With a face as oval and unblemished as an egg, and long blond hair, the slender monarch might be a Vogue model. Her garish green orb, topped by a pearly cross, cries out for the credit "by Versace". Peering at the young queen across the gallery is Geoffrey Rush - sorry, I mean Elizabeth's ruthless spymaster, Sir Francis Walsingham, brooding and melancholic; his searing gaze still sends shivers down your spine.
Though I found Elizabeth to be a far more enthralling and credible film than Shakespeare in Love, its account of the monarch's sexual shenanigans is pretty much hokum. According to Alison Weir's excellent new biography, Elizabeth the Queen, "it is hardly likely that she would have risked her reputation, or the possible security of her throne, for physical pleasure". Not much box-office appeal there.

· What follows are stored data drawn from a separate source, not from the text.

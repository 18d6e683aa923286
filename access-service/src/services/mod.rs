//! Services layer for the access core.
//!
//! Business logic for authorization, audit, sessions, credentials, consent,
//! and the platform-function client.

pub mod audit;
pub mod auth;
pub mod authorization;
pub mod consent;
pub mod credential;
mod database;
pub mod error;
pub mod platform;
pub mod session;
pub mod suspicious;

pub use audit::{AuditService, AuditStore, MemoryAuditStore, PgAuditStore};
pub use auth::{AuthService, LoginOutcome};
pub use authorization::{
    AccessDecision, AccessRequest, AuthorizationService, CallerContext, DecisionSource,
    ProfileGrantDetail,
};
pub use consent::ConsentService;
pub use credential::CredentialService;
pub use database::Database;
pub use error::ServiceError;
pub use platform::{HttpPlatformClient, MockPlatformClient, PlatformFunctions};
pub use session::SessionService;
pub use suspicious::{assess, LoginObservation, SuspicionVerdict, SuspiciousLoginService};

In a portrait from 1575, her hair has turned red and is in tight Mrs Mopp curls. Her face is now sharp as a knife and bisected by a knobbly nose. This is not a woman to cross. By 1592, a decade before her death, she resembles the late Edith Sitwell.
If Elizabeth I fails to attract many star-struck admirers, the same applies to her namesake from the House of Windsor, who, at the time of my visit, stared glumly out of her gold frame at a completely empty room.
Over at Westminster Abbey, however, about 5,000 visitors trudge dutifully past the Virgin Queen's memorial every day. Her tootsies warmed by a minuscule lion, the marble monarch has spent the past 400 years gazing at the sublime fan-vaulting overhead. "Film fans do make a point of seeing her," one of the Abbey's servants assured me. "The same thing happened after The Private Lives of Elizabeth and Essex, starring Bette Davis and Errol Flynn, came out in 1939. After she'd seen Elizabeth's memorial, an American lady asked: `Is Errol Flynn buried here as well?'"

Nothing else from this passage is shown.